Un último punto. Paraguay no era una isla durante el siglo XIX, como predicaba el nacionalismo reaccionario y el revisionismo clásico. Su destino estaba ligado a la resolución de esta lucha general. Esto quiere decir que, sin el triunfo de la revolución independentista continental, simplemente no existiría el Paraguay independiente.

*Ronald León Núñez es doctor en historia económica por la USP. Autor, entre otros libros, de La guerra contra el Paraguay a debate (sunderman).

Traducción: marcos margarido.

Publicado originalmente en el diario Color ABC.

Notas


1 Jornaleros: semiproletarios que trabajaban como trabajadores agrícolas o en la extracción de yerba mate, pero que generalmente mantenían una parcela de tierra.

2 La Revolución Francesa asestó un golpe mortal tanto al imperio colonial francés, con consecuencias inmediatas en Haití –la primera revolución negra triunfante y el proceso anticolonial más radical– como, a través de la invasión napoleónica de 1808 –que depuso a los Borbones e inició una proceso irreversible de crisis en sus posesiones americanas- sobre el colonialismo español.

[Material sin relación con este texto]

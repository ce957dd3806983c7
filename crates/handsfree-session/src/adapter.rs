//! Translation of the engine's four callbacks into session inputs.
//!
//! Engines hold an [`EngineEventSink`] and report through it; the sink
//! queues the event for the session task. Error codes are classified here
//! and result lists are flattened into transcript text.

use serde::{Deserialize, Serialize};
use tokio::sync::mpsc::UnboundedSender;

use crate::controller::SessionInput;

pub const MSG_UNSUPPORTED: &str = "Speech recognition is not supported on this platform";
pub const MSG_PERMISSION_DENIED: &str = "Microphone blocked";
pub const MSG_START_FAILED: &str = "Failed to start speech recognition";

/// One recognized segment as reported by the engine.
#[derive(Debug, Clone, PartialEq, Eq, Serialize, Deserialize)]
pub struct ResultSegment {
    pub text: String,
    pub is_final: bool,
}

impl ResultSegment {
    pub fn interim(text: impl Into<String>) -> Self {
        Self {
            text: text.into(),
            is_final: false,
        }
    }

    pub fn final_text(text: impl Into<String>) -> Self {
        Self {
            text: text.into(),
            is_final: true,
        }
    }
}

/// Callbacks an engine emits, in the order it emits them.
#[derive(Debug, Clone, PartialEq, Eq)]
pub enum EngineEvent {
    Started,
    Error(String),
    /// The engine's full result list for the current run.
    Result(Vec<ResultSegment>),
    Ended,
}

/// How an engine error code is handled.
#[derive(Debug, Clone, Copy, PartialEq, Eq)]
pub enum ErrorClass {
    /// Benign noise; resolution, if any, comes with the end event.
    Ignored,
    /// Microphone access refused. Forces idle and disables hands-free mode.
    PermissionDenied,
    /// Any other failure. Forces idle.
    Fatal,
}

impl ErrorClass {
    pub fn classify(code: &str) -> Self {
        match code {
            "aborted" | "no-speech" => ErrorClass::Ignored,
            "not-allowed" | "permission-denied" | "service-not-allowed" => {
                ErrorClass::PermissionDenied
            }
            _ => ErrorClass::Fatal,
        }
    }

    /// Human-readable error for fatal classes.
    pub fn message(&self, code: &str) -> Option<String> {
        match self {
            ErrorClass::Ignored => None,
            ErrorClass::PermissionDenied => Some(MSG_PERMISSION_DENIED.to_string()),
            ErrorClass::Fatal => Some(format!("Speech recognition error: {code}")),
        }
    }
}

/// Transcript text rebuilt from one result event.
#[derive(Debug, Clone, PartialEq, Eq)]
pub struct Reconstruction {
    /// Concatenation of segment texts from the consumption offset onward.
    pub text: String,
    /// Whether any of those segments is final.
    pub is_final: bool,
    /// Number of leading final segments in the whole list.
    pub stable: usize,
}

/// Flatten `segments[from..]` in index order.
///
/// A list shorter than `from` means the engine started a new run, so the
/// whole list is used.
pub fn reconstruct(segments: &[ResultSegment], from: usize) -> Reconstruction {
    let from = if from > segments.len() { 0 } else { from };
    let fresh = &segments[from..];

    Reconstruction {
        text: fresh.iter().map(|s| s.text.as_str()).collect(),
        is_final: fresh.iter().any(|s| s.is_final),
        stable: segments.iter().take_while(|s| s.is_final).count(),
    }
}

/// Handle through which an engine reports its callbacks to the session.
///
/// Bound exactly once per engine instance. Reporting after the session has
/// shut down is a silent no-op.
#[derive(Debug, Clone)]
pub struct EngineEventSink {
    tx: UnboundedSender<SessionInput>,
}

impl EngineEventSink {
    pub(crate) fn new(tx: UnboundedSender<SessionInput>) -> Self {
        Self { tx }
    }

    pub fn emit(&self, event: EngineEvent) {
        if self.tx.send(SessionInput::Engine(event)).is_err() {
            tracing::trace!("Engine event dropped: session closed");
        }
    }

    pub fn started(&self) {
        self.emit(EngineEvent::Started);
    }

    pub fn error(&self, code: impl Into<String>) {
        self.emit(EngineEvent::Error(code.into()));
    }

    pub fn result(&self, segments: Vec<ResultSegment>) {
        self.emit(EngineEvent::Result(segments));
    }

    pub fn ended(&self) {
        self.emit(EngineEvent::Ended);
    }
}

#[cfg(test)]
mod tests {
    use super::*;

    #[test]
    fn test_classify_ignored_codes() {
        assert_eq!(ErrorClass::classify("aborted"), ErrorClass::Ignored);
        assert_eq!(ErrorClass::classify("no-speech"), ErrorClass::Ignored);
    }

    #[test]
    fn test_classify_permission_codes() {
        for code in ["not-allowed", "permission-denied", "service-not-allowed"] {
            assert_eq!(ErrorClass::classify(code), ErrorClass::PermissionDenied);
        }
    }

    #[test]
    fn test_classify_everything_else_is_fatal() {
        for code in ["network", "audio-capture", "language-not-supported", ""] {
            assert_eq!(ErrorClass::classify(code), ErrorClass::Fatal);
        }
    }

    #[test]
    fn test_error_messages() {
        assert_eq!(ErrorClass::Ignored.message("aborted"), None);
        assert_eq!(
            ErrorClass::PermissionDenied.message("not-allowed").as_deref(),
            Some("Microphone blocked")
        );
        assert_eq!(
            ErrorClass::Fatal.message("network").as_deref(),
            Some("Speech recognition error: network")
        );
    }

    #[test]
    fn test_reconstruct_concatenates_in_order() {
        let segments = vec![
            ResultSegment::final_text("turn the"),
            ResultSegment::interim(" lights on"),
        ];
        let r = reconstruct(&segments, 0);
        assert_eq!(r.text, "turn the lights on");
        assert!(r.is_final);
        assert_eq!(r.stable, 1);
    }

    #[test]
    fn test_reconstruct_interim_only() {
        let segments = vec![ResultSegment::interim("hel")];
        let r = reconstruct(&segments, 0);
        assert_eq!(r.text, "hel");
        assert!(!r.is_final);
        assert_eq!(r.stable, 0);
    }

    #[test]
    fn test_reconstruct_skips_consumed_segments() {
        let segments = vec![
            ResultSegment::final_text("already sent"),
            ResultSegment::interim(" next"),
        ];
        let r = reconstruct(&segments, 1);
        assert_eq!(r.text, " next");
        assert!(!r.is_final, "consumed final segments do not count");
        assert_eq!(r.stable, 1);
    }

    #[test]
    fn test_reconstruct_resets_offset_on_shorter_list() {
        let segments = vec![ResultSegment::final_text("fresh run")];
        let r = reconstruct(&segments, 3);
        assert_eq!(r.text, "fresh run");
        assert!(r.is_final);
    }

    #[test]
    fn test_reconstruct_empty() {
        let r = reconstruct(&[], 0);
        assert_eq!(r.text, "");
        assert!(!r.is_final);
        assert_eq!(r.stable, 0);
    }
}
pub(crate) struct Controller {
    settings: SessionConfig,
    engine_config: EngineConfig,
    supported: bool,
    enabled: bool,

    state: SessionState,
    paused: bool,
    /// Set by `resume()` until the engine confirms the restart.
    resuming: bool,
    /// The engine's end event for a pause has not arrived yet.
    pause_end_outstanding: bool,
    /// `resume()` is waiting for the pause's end before starting the engine.
    start_deferred: bool,
    was_media_playing: bool,
    /// A stop notification is owed for the current cycle.
    stop_owed: bool,

    engine: Option<Box<dyn RecognitionEngine>>,
    handlers_bound: bool,

    transcript: Transcript,
    silence: Deadline,
    watchdog: Deadline,
    pause_end: Deadline,
    error: Option<String>,
    session_id: SessionId,

    wiring: Wiring,
}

3 Creydt, Óscar [1963]. Formación Histórica de la Nación Paraguaya. Asunción: Servilibro, 2004, pág. 126.

4 Gorender, Jacob. esclavitud colonial. Sao Paulo: Ática, 1980.

5 Había dos tipos de encomiendas vigente en la Provincia del Paraguay: el orden mitaria y encomienda original (yanacona). En el primero, los hombres de entre 18 y 49 años estaban obligados a pagar su tributo al Ordeno trabajando, teóricamente, durante sesenta días al año. En orden yanacona, los indígenas y sus familias vivían directamente con los Ordenoen condiciones similares a la esclavitud.

6 Marx, Carlos. ElCapital. Tomo I. Buenos Aires: Editorial Cartago, 1956.

7 En la era de las revoluciones burguesas, la revolución política se traduce en la lucha por el poder estatal –siendo este un rasgo común de las revoluciones económicas y sociales–, pero no entre clases antagónicas, sino entre fracciones de la clase propietaria y dominante. Las revoluciones de 1830 y 1848 en Europa a menudo se denominan revoluciones políticas.

8 Las Siete Partidas es un cuerpo normativo, elaborado en Castilla durante el reinado de Alfonso X (1252-1284), para imponer la uniformidad jurídica al Reino. Es una de las obras jurídicas más importantes de la Edad Media. Prevaleció de manera desigual en Hispanoamérica hasta fines del siglo XIX.

9 Oficio al Comendador de Concepción, 23/06/1818. ANA-SH, v. 228, núm. dos.